Collected data entries
──────────────────────────────

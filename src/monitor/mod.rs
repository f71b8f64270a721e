//! Monitor records
//!
//! A [`Monitor`] is the long-lived configuration and state of one watched
//! page. The store owns it; the engine reads it at the start of a run and
//! writes back at most one state update per run plus, after a login, the
//! captured session cookies.

pub mod cookies;

use std::fmt;

use chrono::{DateTime, Utc};
use serde::{Deserialize, Serialize};

use crate::utils::redact;

pub use cookies::{CookieParseError, CookiePayload, SessionCookie, parse_manual_cookies};

/// Placeholder summary stored for monitors that have never been processed.
pub const PENDING_SUMMARY: &str = "Pending first run...";

#[derive(Clone, PartialEq, Serialize, Deserialize)]
pub struct Monitor {
    pub id: String,
    pub url: String,
    pub user_email: String,
    pub is_first_run: bool,
    pub deep_crawl: bool,
    /// Maximum BFS depth when `deep_crawl` is on. The seed is depth 1.
    pub deep_crawl_depth: u32,
    pub requires_login: bool,
    pub username: Option<String>,
    pub password: Option<String>,
    /// Manually supplied cookie payload (JSON text as entered by the owner).
    pub captcha_json: Option<String>,
    /// Cookies captured after an automated login. Empty means "none captured".
    #[serde(default)]
    pub auto_cookies: Vec<SessionCookie>,
    #[serde(default)]
    pub last_scraped_text: String,
    pub latest_ai_summary: Option<String>,
    pub ai_focus_note: Option<String>,
    pub email_notifications_enabled: bool,
    pub telegram_notifications_enabled: bool,
    pub telegram_chat_id: Option<String>,
    pub last_updated_timestamp: Option<DateTime<Utc>>,
}

// Passwords and cookie payloads stay out of logs.
impl fmt::Debug for Monitor {
    fn fmt(&self, f: &mut fmt::Formatter<'_>) -> fmt::Result {
        f.debug_struct("Monitor")
            .field("id", &self.id)
            .field("url", &self.url)
            .field("user_email", &self.user_email)
            .field("is_first_run", &self.is_first_run)
            .field("deep_crawl", &self.deep_crawl)
            .field("deep_crawl_depth", &self.deep_crawl_depth)
            .field("requires_login", &self.requires_login)
            .field("username", &self.username)
            .field("password", &redact(self.password.as_deref()))
            .field("captcha_json", &redact(self.captcha_json.as_deref()))
            .field("auto_cookies", &self.auto_cookies)
            .field("last_scraped_text_len", &self.last_scraped_text.len())
            .field("latest_ai_summary", &self.latest_ai_summary)
            .field("ai_focus_note", &self.ai_focus_note)
            .field("email_notifications_enabled", &self.email_notifications_enabled)
            .field("telegram_notifications_enabled", &self.telegram_notifications_enabled)
            .field("telegram_chat_id", &self.telegram_chat_id)
            .field("last_updated_timestamp", &self.last_updated_timestamp)
            .finish()
    }
}

impl Monitor {
    /// Effective crawl depth: the configured depth for deep crawls, 1 otherwise.
    #[must_use]
    pub fn max_depth(&self) -> u32 {
        if self.deep_crawl {
            self.deep_crawl_depth.max(1)
        } else {
            1
        }
    }

    /// Pick the cookie source that governs this run.
    ///
    /// Captured cookies supersede the manual payload once present.
    #[must_use]
    pub fn cookie_payload(&self) -> Option<CookiePayload> {
        if !self.auto_cookies.is_empty() {
            return Some(CookiePayload::Captured(self.auto_cookies.clone()));
        }
        self.captcha_json
            .as_deref()
            .map(str::trim)
            .filter(|raw| !raw.is_empty())
            .map(|raw| CookiePayload::RawManual(raw.to_string()))
    }

    /// Trimmed focus note, if the owner wrote one.
    #[must_use]
    pub fn focus_note(&self) -> Option<&str> {
        self.ai_focus_note
            .as_deref()
            .map(str::trim)
            .filter(|note| !note.is_empty())
    }

    /// Credentials, when both are present and non-blank.
    #[must_use]
    pub fn credentials(&self) -> Option<(&str, &str)> {
        match (self.username.as_deref(), self.password.as_deref()) {
            (Some(user), Some(pass)) if !user.trim().is_empty() && !pass.is_empty() => {
                Some((user, pass))
            }
            _ => None,
        }
    }
}

/// Fields accepted when registering a new monitor.
///
/// Engine-owned state starts at its first-run defaults.
#[derive(Clone, Default, Serialize, Deserialize)]
pub struct NewMonitor {
    pub url: String,
    pub user_email: String,
    pub deep_crawl: bool,
    pub deep_crawl_depth: Option<u32>,
    pub requires_login: bool,
    pub username: Option<String>,
    pub password: Option<String>,
    pub captcha_json: Option<String>,
    pub ai_focus_note: Option<String>,
    pub email_notifications_enabled: bool,
    pub telegram_notifications_enabled: bool,
    pub telegram_chat_id: Option<String>,
}

impl fmt::Debug for NewMonitor {
    fn fmt(&self, f: &mut fmt::Formatter<'_>) -> fmt::Result {
        f.debug_struct("NewMonitor")
            .field("url", &self.url)
            .field("user_email", &self.user_email)
            .field("deep_crawl", &self.deep_crawl)
            .field("deep_crawl_depth", &self.deep_crawl_depth)
            .field("requires_login", &self.requires_login)
            .field("username", &self.username)
            .field("password", &redact(self.password.as_deref()))
            .field("captcha_json", &redact(self.captcha_json.as_deref()))
            .finish_non_exhaustive()
    }
}

impl NewMonitor {
    #[must_use]
    pub fn new(url: impl Into<String>, user_email: impl Into<String>) -> Self {
        Self {
            url: url.into(),
            user_email: user_email.into(),
            email_notifications_enabled: true,
            ..Self::default()
        }
    }

    /// Materialize the record with first-run defaults under the given id.
    #[must_use]
    pub fn into_monitor(self, id: String) -> Monitor {
        Monitor {
            id,
            url: self.url,
            user_email: self.user_email,
            is_first_run: true,
            deep_crawl: self.deep_crawl,
            deep_crawl_depth: self.deep_crawl_depth.unwrap_or(1).max(1),
            requires_login: self.requires_login,
            username: self.username,
            password: self.password,
            captcha_json: self.captcha_json,
            auto_cookies: Vec::new(),
            last_scraped_text: String::new(),
            latest_ai_summary: Some(PENDING_SUMMARY.to_string()),
            ai_focus_note: self.ai_focus_note,
            email_notifications_enabled: self.email_notifications_enabled,
            telegram_notifications_enabled: self.telegram_notifications_enabled,
            telegram_chat_id: self.telegram_chat_id,
            last_updated_timestamp: None,
        }
    }
}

──────────────────────────────

*Task instructions*: The response must consist solely of the lines from the first line of the entries through the line containing "of a run and", repeated exactly.

*Answer box*:
filename src/monitor/mod.rs
repository f71b8f64270a721e
//! Monitor records
//!
//! A [`Monitor`] is the long-lived configuration and state of one watched
//! page. The store owns it; the engine reads it at the start of a run and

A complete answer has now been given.